SPAIN
OVERVIEW

Castor UGS Limited Partnership and the Castor Project

The Castor Project was a Spanish infrastructure undertaking that converted an abandoned oilfield to a natural gas storage facility. The Castor Project, and the related exploitation concession, were owned and developed by Escal UGS S.L. (“Escal”), a company incorporated under Spanish jurisdiction. ACS Servicios Communicacions y Energy S.L. (“ACS”), a construction group in Spain, is a 67% shareholder of Escal, while Castor UGS Limited Partnership (“CLP”), the Corporation’s 74% owned subsidiary, holds the remaining 33% interest in Escal.

 

Escal drilled 12 offshore wells and completed construction of offshore and onshore facilities in 2013. Subsequent to the injection of natural gas into the reservoir in September 2013 micro-seismic activity was detected in the area surrounding the Castor Project.

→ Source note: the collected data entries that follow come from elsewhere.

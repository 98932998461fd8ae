//! Table section orchestration and import bookkeeping
//!
//! [`TableGenerator`] ties the classifier and selectors together and renders
//! the table-building expression spliced into a generated resource file. It
//! also records every symbol the rendered code references so the surrounding
//! file-generation context can emit the matching imports.

use std::collections::BTreeSet;

use super::actions::{table_actions, table_bulk_actions, ActionKind, BulkActionKind};
use super::columns::{classify_columns, ColumnSpec, Modifier};
use super::config::{ClassifierConfig, ResourceOptions};
use super::expr::{render_section, Literal, MakeExpr};
use super::filters::{table_filters, FilterKind};
use crate::schema::SchemaGraph;

/// Symbols referenced by generated output, deduplicated and ordered.
#[derive(Debug, Clone, Default)]
pub struct ImportRegistry {
    symbols: BTreeSet<String>,
}

impl ImportRegistry {
    /// Record a referenced symbol.
    pub fn register(&mut self, symbol: &str) {
        self.symbols.insert(symbol.to_string());
    }

    /// Iterate the recorded symbols in deterministic order.
    pub fn symbols(&self) -> impl Iterator<Item = &str> {
        self.symbols.iter().map(String::as_str)
    }
}

/// Generates the table section of an admin resource from a schema snapshot.
pub struct TableGenerator<'a> {
    graph: &'a SchemaGraph,
    options: ResourceOptions,
    config: ClassifierConfig,
    imports: ImportRegistry,
}

impl<'a> TableGenerator<'a> {
    /// Create a generator with the default classifier policy.
    #[must_use]
    pub fn new(graph: &'a SchemaGraph, options: ResourceOptions) -> Self {
        Self::with_config(graph, options, ClassifierConfig::default())
    }

    /// Create a generator with an explicit classifier policy.
    #[must_use]
    pub fn with_config(
        graph: &'a SchemaGraph,
        options: ResourceOptions,
        config: ClassifierConfig,
    ) -> Self {
        Self {
            graph,
            options,
            config,
            imports: ImportRegistry::default(),
        }
    }

    /// Classify the columns of `table` and record their widget imports.
    ///
    /// Returns an empty list when column generation is disabled or the table
    /// is missing from the graph; callers treat "no columns" as a valid
    /// outcome, not an error.
    pub fn table_columns(&mut self, table: &str) -> Vec<ColumnSpec> {
        if !self.options.generated {
            return Vec::new();
        }

        let Some(table) = self.graph.table(table) else {
            return Vec::new();
        };

        let columns = classify_columns(table, self.graph, &self.config);
        for column in &columns {
            self.imports.register(column.widget.symbol());
        }
        columns
    }

    /// Select filters and record their imports.
    pub fn table_filters(&mut self) -> Vec<FilterKind> {
        let filters = table_filters(self.options);
        for filter in &filters {
            self.imports.register(filter.symbol());
        }
        filters
    }

    /// Select row actions and record their imports.
    pub fn table_actions(&mut self) -> Vec<ActionKind> {
        let actions = table_actions(self.options);
        for action in &actions {
            self.imports.register(action.symbol());
        }
        actions
    }

    /// Select bulk actions and record their imports.
    pub fn table_bulk_actions(&mut self) -> Vec<BulkActionKind> {
        let actions = table_bulk_actions(self.options);
        for action in &actions {
            self.imports.register(action.symbol());
        }
        actions
    }

    /// Render the full table-building expression for `table`.
    pub fn table_body(&mut self, table: &str) -> String {
        self.imports.register("BulkActionGroup");

        let columns: Vec<MakeExpr> = self
            .table_columns(table)
            .iter()
            .map(column_expr)
            .collect();
        let filters: Vec<MakeExpr> = self
            .table_filters()
            .iter()
            .map(|filter| MakeExpr::new(filter.symbol()))
            .collect();
        let actions: Vec<MakeExpr> = self
            .table_actions()
            .iter()
            .map(|action| MakeExpr::new(action.symbol()))
            .collect();
        let bulk_actions: Vec<MakeExpr> = self
            .table_bulk_actions()
            .iter()
            .map(|action| MakeExpr::new(action.symbol()))
            .collect();

        let mut body = String::new();
        body.push_str("Table::builder()\n");
        body.push_str("    .columns([\n");
        body.push_str(&format!("        {}\n", render_section(&columns, 8)));
        body.push_str("    ])\n");
        body.push_str("    .filters([\n");
        body.push_str(&format!("        {}\n", render_section(&filters, 8)));
        body.push_str("    ])\n");
        body.push_str("    .record_actions([\n");
        body.push_str(&format!("        {}\n", render_section(&actions, 8)));
        body.push_str("    ])\n");
        body.push_str("    .bulk_actions([\n");
        body.push_str("        BulkActionGroup::make([\n");
        body.push_str(&format!("            {}\n", render_section(&bulk_actions, 12)));
        body.push_str("        ]),\n");
        body.push_str("    ])");
        body
    }

    /// Symbols referenced so far by generated output.
    #[must_use]
    pub const fn imports(&self) -> &ImportRegistry {
        &self.imports
    }
}

fn column_expr(column: &ColumnSpec) -> MakeExpr {
    let mut expr =
        MakeExpr::new(column.widget.symbol()).arg(Literal::Str(column.display_path.clone()));

    for modifier in &column.modifiers {
        expr = match modifier {
            Modifier::Label(label) => expr.call("label", vec![Literal::Str(label.clone())]),
            Modifier::Boolean => expr.call("boolean", Vec::new()),
            Modifier::Searchable => expr.call("searchable", Vec::new()),
            Modifier::Date => expr.call("date", Vec::new()),
            Modifier::DateTime => expr.call("date_time", Vec::new()),
            Modifier::Numeric => expr.call("numeric", Vec::new()),
            Modifier::Money => expr.call("money", Vec::new()),
            Modifier::Sortable => expr.call("sortable", Vec::new()),
            Modifier::ToggledHiddenByDefault => {
                expr.call("toggleable", vec![Literal::Bool(true)])
            }
        };
    }

    expr
}
use crate::error::{PreviewError, Result};
use std::sync::atomic::{AtomicBool, Ordering};
use std::sync::Arc;

/// Ctrl+C handling: the first press sets a flag checked at phase
/// boundaries (jobs already submitted still run to completion, so every
/// job keeps producing exactly one result); a second press force-exits.
pub struct GracefulShutdown {
    running: Arc<AtomicBool>,
    shutdown_message_shown: Arc<AtomicBool>,
}

impl GracefulShutdown {
    pub fn new() -> Result<Self> {
        let running = Arc::new(AtomicBool::new(true));
        let shutdown_message_shown = Arc::new(AtomicBool::new(false));

        let running_clone = running.clone();
        let message_shown_clone = shutdown_message_shown.clone();

        ctrlc::set_handler(move || {
            running_clone.store(false, Ordering::SeqCst);

            if !message_shown_clone.swap(true, Ordering::SeqCst) {
                eprintln!("\nStopping after the current batch phase... (press Ctrl+C again to force exit)");
            } else {
                eprintln!("\nForce stopping...");
                std::process::exit(130);
            }
        })
        .map_err(|e| PreviewError::Config {
            message: format!("Failed to set signal handler: {}", e),
        })?;

        Ok(Self {
            running,
            shutdown_message_shown,
        })
    }

    /// Create a GracefulShutdown instance for testing (no signal handler registration)
    pub fn new_for_test() -> Self {
        Self {
            running: Arc::new(AtomicBool::new(true)),
            shutdown_message_shown: Arc::new(AtomicBool::new(false)),
        }
    }

    pub fn is_running(&self) -> bool {
        self.running.load(Ordering::SeqCst)
    }

    pub fn check_shutdown(&self) -> Result<()> {
        if !self.is_running() {
            return Err(PreviewError::Cancelled);
        }
        Ok(())
    }

    pub fn request_shutdown(&self) {
        self.running.store(false, Ordering::SeqCst);
    }

    pub fn reset(&self) {
        self.running.store(true, Ordering::SeqCst);
        self.shutdown_message_shown.store(false, Ordering::SeqCst);
    }
}

impl Default for GracefulShutdown {
    fn default() -> Self {
        Self::new().unwrap_or_else(|_| {
            // Fallback if signal handler setup fails
            Self {
                running: Arc::new(AtomicBool::new(true)),
                shutdown_message_shown: Arc::new(AtomicBool::new(false)),
            }
        })
    }
}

Although the seismic activity did not affect the integrity of the facilities or underground reservoir, the Spanish authorities mandated suspension of activities at the Castor Project.

 

Escal subsequently considered options available in respect of the Castor Project and, in July 2014, determined that it was appropriate to exercise its right under the underground gas storage concession to relinquish the concession to the Spanish authorities. On October 3, 2014, the Spanish government approved Royal Decree-Law 13/2014, which became effective on October 4, 2014, the date of its publication in the Spanish Official State Gazette. The Royal Decree-Law formally accepted the relinquishment of the Castor Project, it acknowledged the termination of the concession, and it reverted ownership of the associated facilities back to the public domain.

 

Under the terms of the relinquishment, Escal was entitled to receive compensation equal to the net value of its investment in the Castor Project, which the Spanish authorities determined to be €1.46 billion. In addition to the net value of its investment as outlined above, the Royal Decree-Law provided Escal with additional remuneration rights, namely financial remuneration for the period from the provisional commissioning date of the Castor Project on July 5, 2012 through to October 4, 2014, as well as the reimbursement of operating and maintenance costs incurred during this period.

 

In November 2014, Escal received €1.35 billion, being the net value of its investment after deducting amounts previously received during the pre-commissioning stage of the development. These proceeds were applied towards the partial repayment of the €1.41 billion of outstanding bonds issued by Escal through a financing vehicle.

 

Also in November 2014, ACS arranged a new €300 million bank financing for Escal, of which €60 million was applied to repay the balance of amounts owing pursuant to the outstanding bond financing. The remainder was used to repay shareholders loans, solely to ACS. CLP is of the view that not only was the above transaction against the corporate interests of Escal, but it also ignored CLP’s ownership rights in the equity and shareholder loans of Escal, which are, in CLP’S opinion, established in the 2007 Memorandum of Understanding between CLP and ACS. Consequently, CLP has lodged a legal action challenging the approval of the new bank financing by the Board of Directors of Escal, and additionally, it has commenced binding arbitration proceeding against ACS under the auspices of the International Chamber of Commerce in Paris in order to resolve the dispute between the parties.